Problem to work on: Find all the lines in the entries below that hold the word "struct" and copy them.

Exercise data:
####################
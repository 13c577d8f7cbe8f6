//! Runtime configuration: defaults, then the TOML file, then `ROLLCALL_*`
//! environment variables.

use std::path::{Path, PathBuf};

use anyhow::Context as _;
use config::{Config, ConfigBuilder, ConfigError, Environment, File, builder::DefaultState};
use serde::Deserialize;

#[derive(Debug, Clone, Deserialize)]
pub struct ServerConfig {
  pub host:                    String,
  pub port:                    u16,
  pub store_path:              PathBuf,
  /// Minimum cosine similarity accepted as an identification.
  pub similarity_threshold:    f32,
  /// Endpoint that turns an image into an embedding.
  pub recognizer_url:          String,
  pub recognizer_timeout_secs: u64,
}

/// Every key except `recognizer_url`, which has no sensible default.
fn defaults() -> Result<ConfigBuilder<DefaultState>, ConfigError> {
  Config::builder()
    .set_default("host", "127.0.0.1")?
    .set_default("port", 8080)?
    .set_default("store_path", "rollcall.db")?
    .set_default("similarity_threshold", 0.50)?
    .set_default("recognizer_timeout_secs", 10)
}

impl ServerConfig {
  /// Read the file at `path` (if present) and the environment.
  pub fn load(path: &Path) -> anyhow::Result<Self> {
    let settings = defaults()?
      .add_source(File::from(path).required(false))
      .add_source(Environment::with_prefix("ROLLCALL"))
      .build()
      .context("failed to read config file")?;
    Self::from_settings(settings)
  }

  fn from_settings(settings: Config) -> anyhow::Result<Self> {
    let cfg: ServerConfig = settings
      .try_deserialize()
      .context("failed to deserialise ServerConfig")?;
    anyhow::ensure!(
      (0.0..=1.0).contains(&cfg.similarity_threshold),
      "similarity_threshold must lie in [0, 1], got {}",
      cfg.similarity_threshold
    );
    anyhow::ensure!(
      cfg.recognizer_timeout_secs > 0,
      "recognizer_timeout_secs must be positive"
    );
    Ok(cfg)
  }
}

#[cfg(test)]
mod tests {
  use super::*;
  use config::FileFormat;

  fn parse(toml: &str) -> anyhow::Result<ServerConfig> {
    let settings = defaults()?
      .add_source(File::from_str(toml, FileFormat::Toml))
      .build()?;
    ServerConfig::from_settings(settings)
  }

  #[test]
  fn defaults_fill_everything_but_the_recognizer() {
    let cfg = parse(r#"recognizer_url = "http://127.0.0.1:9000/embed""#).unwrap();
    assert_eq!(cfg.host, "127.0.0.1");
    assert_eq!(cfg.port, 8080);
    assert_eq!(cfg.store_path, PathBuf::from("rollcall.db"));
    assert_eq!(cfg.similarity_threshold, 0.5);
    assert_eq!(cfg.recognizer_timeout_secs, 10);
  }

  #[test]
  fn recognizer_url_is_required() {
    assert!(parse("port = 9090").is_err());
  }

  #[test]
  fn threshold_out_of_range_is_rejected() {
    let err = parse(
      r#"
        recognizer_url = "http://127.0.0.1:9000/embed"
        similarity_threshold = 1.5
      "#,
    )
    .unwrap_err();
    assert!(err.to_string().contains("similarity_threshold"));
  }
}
####################
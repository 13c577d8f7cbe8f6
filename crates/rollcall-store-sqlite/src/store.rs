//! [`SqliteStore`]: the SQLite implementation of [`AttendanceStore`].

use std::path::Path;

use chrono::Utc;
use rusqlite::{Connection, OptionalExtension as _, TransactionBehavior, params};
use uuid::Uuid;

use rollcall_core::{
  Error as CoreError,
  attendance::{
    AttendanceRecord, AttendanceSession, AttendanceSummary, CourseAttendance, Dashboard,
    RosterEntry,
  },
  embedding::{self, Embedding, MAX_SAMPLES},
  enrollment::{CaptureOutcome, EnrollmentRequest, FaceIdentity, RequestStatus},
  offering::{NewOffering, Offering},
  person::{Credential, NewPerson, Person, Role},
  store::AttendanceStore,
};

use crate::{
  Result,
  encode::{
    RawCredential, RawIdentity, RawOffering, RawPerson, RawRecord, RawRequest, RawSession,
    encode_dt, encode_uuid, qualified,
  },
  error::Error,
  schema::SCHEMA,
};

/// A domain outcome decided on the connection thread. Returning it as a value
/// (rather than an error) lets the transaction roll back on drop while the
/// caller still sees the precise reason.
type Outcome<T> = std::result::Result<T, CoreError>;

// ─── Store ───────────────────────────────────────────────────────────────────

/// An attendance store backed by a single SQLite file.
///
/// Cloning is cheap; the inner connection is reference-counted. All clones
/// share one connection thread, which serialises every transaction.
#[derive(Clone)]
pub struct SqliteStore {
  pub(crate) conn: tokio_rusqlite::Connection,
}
####################
Response:
pub struct ServerConfig {
pub struct SqliteStore {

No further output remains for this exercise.